Problem statement → Reproduce this listing in full.

━━ Recorded information

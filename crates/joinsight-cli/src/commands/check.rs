//! Check command - verify candidate mappings between two files.

use std::path::PathBuf;

use colored::Colorize;
use joinsight::overlap::FieldVerification;
use joinsight::{AdvisorConfig, CombinedOverlap, JoinAdvisor, JoinReport, MappingDocument};
use serde::Deserialize;

/// A mapping file holds one suggestion document or a list of them.
#[derive(Deserialize)]
#[serde(untagged)]
enum MappingInput {
    Many(Vec<MappingDocument>),
    One(MappingDocument),
}

pub fn run(
    left: PathBuf,
    right: PathBuf,
    mapping: PathBuf,
    json_output: bool,
    config: Option<PathBuf>,
) -> Result<(), Box<dyn std::error::Error>> {
    for path in [&left, &right, &mapping] {
        if !path.exists() {
            return Err(format!("File not found: {}", path.display()).into());
        }
    }

    let config = match config {
        Some(path) => AdvisorConfig::from_json_file(path)?,
        None => AdvisorConfig::default(),
    };
    let advisor = JoinAdvisor::with_config(config);

    let (table1, _) = advisor.load(&left)?;
    let (table2, _) = advisor.load(&right)?;

    // Identically named files would make every mapping a same-dataset pair.
    let (table1, table2) = if table1.name() == table2.name() {
        let name = table1.name().to_string();
        (
            table1.with_name(format!("{name}_left")),
            table2.with_name(format!("{name}_right")),
        )
    } else {
        (table1, table2)
    };

    let input: MappingInput = serde_json::from_str(&std::fs::read_to_string(&mapping)?)?;
    let documents = match input {
        MappingInput::Many(documents) => documents,
        MappingInput::One(document) => vec![document],
    };
    tracing::debug!(candidates = documents.len(), "loaded mapping file");

    let results = advisor.evaluate_batch(&documents, &table1, &table2);

    if json_output {
        let entries: Vec<serde_json::Value> = results
            .iter()
            .map(|result| match result {
                Ok(report) => serde_json::to_value(report),
                Err(e) => Ok(serde_json::json!({ "error": e.to_string() })),
            })
            .collect::<Result<_, _>>()?;
        println!("{}", serde_json::to_string_pretty(&entries)?);
        return Ok(());
    }

    println!(
        "{} {} {} {}",
        "Checking".cyan().bold(),
        table1.name().white(),
        "against".cyan().bold(),
        table2.name().white()
    );
    println!(
        "  {} rows x {} rows, {} candidate(s)",
        table1.row_count(),
        table2.row_count(),
        documents.len()
    );

    for (index, result) in results.iter().enumerate() {
        println!();
        println!("{}", format!("Candidate {}", index + 1).yellow().bold());
        match result {
            Ok(report) => print_report(report),
            Err(e) => println!("  {} {}", "Invalid:".red().bold(), e),
        }
    }

    Ok(())
}

fn print_report(report: &JoinReport) {
    for (key, field) in &report.verification.fields {
        let health = report.health.get(key).map(|h| h.overall_health).unwrap_or(0.0);
        println!(
            "  {:8} {} {}",
            field.role.label(),
            key.white().bold(),
            format_health(health)
        );
        print_field(field);
    }

    match &report.verification.combined_overlap {
        Some(CombinedOverlap::Computed(sim)) => {
            println!(
                "  {} {} matching rows, {:.1}% overlap, factor {:.2}",
                "Combined:".cyan(),
                sim.matching_records.to_string().white().bold(),
                sim.overlap_percentage,
                sim.multiplication_factor
            );
            if let Some(warning) = &sim.warning {
                println!("  {} {}", "Warning:".yellow().bold(), warning);
            }
        }
        Some(CombinedOverlap::Failed { error }) => {
            println!("  {} {}", "Combined:".cyan(), error.to_string().red());
        }
        None => {}
    }

    println!("  {}", report.recommendation);
}

fn print_field(field: &FieldVerification) {
    let checks = &field.checks;
    println!(
        "           duplicates {:.1}% / {:.1}%, nulls {:.1}% / {:.1}%, {}",
        checks.uniqueness.table1.duplication_rate,
        checks.uniqueness.table2.duplication_rate,
        checks.null_analysis.table1.null_percentage,
        checks.null_analysis.table2.null_percentage,
        checks.cardinality.relationship.label()
    );

    match &field.overlap {
        Some(overlap) => println!(
            "           overlap {:.1}% ({} shared, {:?} values)",
            overlap.overlap.overlap_percentage, overlap.overlap.overlap_count, overlap.basis
        ),
        None => println!("           {}", "column missing, overlap skipped".red()),
    }
}

fn format_health(health: f64) -> String {
    let text = format!("{health:.1}");
    if health >= 80.0 {
        text.green().to_string()
    } else if health >= 50.0 {
        text.yellow().to_string()
    } else {
        text.red().to_string()
    }
}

━━━━

Answer space →
filename crates/joinsight-cli/src/commands/check.rs
//! Check command - verify candidate mappings between two files.

use std::path::PathBuf;

use colored::Colorize;
use joinsight::overlap::FieldVerification;
use joinsight::{AdvisorConfig, CombinedOverlap, JoinAdvisor, JoinReport, MappingDocument};
use serde::Deserialize;

/// A mapping file holds one suggestion document or a list of them.
#[derive(Deserialize)]
#[serde(untagged)]
enum MappingInput {
    Many(Vec<MappingDocument>),
    One(MappingDocument),
}

pub fn run(
    left: PathBuf,
    right: PathBuf,
    mapping: PathBuf,
    json_output: bool,
    config: Option<PathBuf>,
) -> Result<(), Box<dyn std::error::Error>> {
    for path in [&left, &right, &mapping] {
        if !path.exists() {
            return Err(format!("File not found: {}", path.display()).into());
        }
    }

    let config = match config {
        Some(path) => AdvisorConfig::from_json_file(path)?,
        None => AdvisorConfig::default(),
    };
    let advisor = JoinAdvisor::with_config(config);

    let (table1, _) = advisor.load(&left)?;
    let (table2, _) = advisor.load(&right)?;

    // Identically named files would make every mapping a same-dataset pair.
    let (table1, table2) = if table1.name() == table2.name() {
        let name = table1.name().to_string();
        (
            table1.with_name(format!("{name}_left")),
            table2.with_name(format!("{name}_right")),
        )
    } else {
        (table1, table2)
    };

    let input: MappingInput = serde_json::from_str(&std::fs::read_to_string(&mapping)?)?;
    let documents = match input {
        MappingInput::Many(documents) => documents,
        MappingInput::One(document) => vec![document],
    };
    tracing::debug!(candidates = documents.len(), "loaded mapping file");

    let results = advisor.evaluate_batch(&documents, &table1, &table2);

    if json_output {
        let entries: Vec<serde_json::Value> = results
            .iter()
            .map(|result| match result {
                Ok(report) => serde_json::to_value(report),
                Err(e) => Ok(serde_json::json!({ "error": e.to_string() })),
            })
            .collect::<Result<_, _>>()?;
        println!("{}", serde_json::to_string_pretty(&entries)?);
        return Ok(());
    }

    println!(
        "{} {} {} {}",
        "Checking".cyan().bold(),
        table1.name().white(),
        "against".cyan().bold(),
        table2.name().white()
    );
    println!(
        "  {} rows x {} rows, {} candidate(s)",
        table1.row_count(),
        table2.row_count(),
        documents.len()
    );

    for (index, result) in results.iter().enumerate() {
        println!();
        println!("{}", format!("Candidate {}", index + 1).yellow().bold());
        match result {
            Ok(report) => print_report(report),
            Err(e) => println!("  {} {}", "Invalid:".red().bold(), e),
        }
    }

    Ok(())
}

fn print_report(report: &JoinReport) {
    for (key, field) in &report.verification.fields {
        let health = report.health.get(key).map(|h| h.overall_health).unwrap_or(0.0);
        println!(
            "  {:8} {} {}",
            field.role.label(),
            key.white().bold(),
            format_health(health)
        );
        print_field(field);
    }

    match &report.verification.combined_overlap {
        Some(CombinedOverlap::Computed(sim)) => {
            println!(
                "  {} {} matching rows, {:.1}% overlap, factor {:.2}",
                "Combined:".cyan(),
                sim.matching_records.to_string().white().bold(),
                sim.overlap_percentage,
                sim.multiplication_factor
            );
            if let Some(warning) = &sim.warning {
                println!("  {} {}", "Warning:".yellow().bold(), warning);
            }
        }
        Some(CombinedOverlap::Failed { error }) => {
            println!("  {} {}", "Combined:".cyan(), error.to_string().red());
        }
        None => {}
    }

    println!("  {}", report.recommendation);
}

fn print_field(field: &FieldVerification) {
    let checks = &field.checks;
    println!(
        "           duplicates {:.1}% / {:.1}%, nulls {:.1}% / {:.1}%, {}",
        checks.uniqueness.table1.duplication_rate,
        checks.uniqueness.table2.duplication_rate,
        checks.null_analysis.table1.null_percentage,
        checks.null_analysis.table2.null_percentage,
        checks.cardinality.relationship.label()
    );

    match &field.overlap {
        Some(overlap) => println!(
            "           overlap {:.1}% ({} shared, {:?} values)",
            overlap.overlap.overlap_percentage, overlap.overlap.overlap_count, overlap.basis
        ),
        None => println!("           {}", "column missing, overlap skipped".red()),
    }
}

fn format_health(health: f64) -> String {
    let text = format!("{health:.1}");
    if health >= 80.0 {
        text.green().to_string()
    } else if health >= 50.0 {
        text.yellow().to_string()
    } else {
        text.red().to_string()
    }
}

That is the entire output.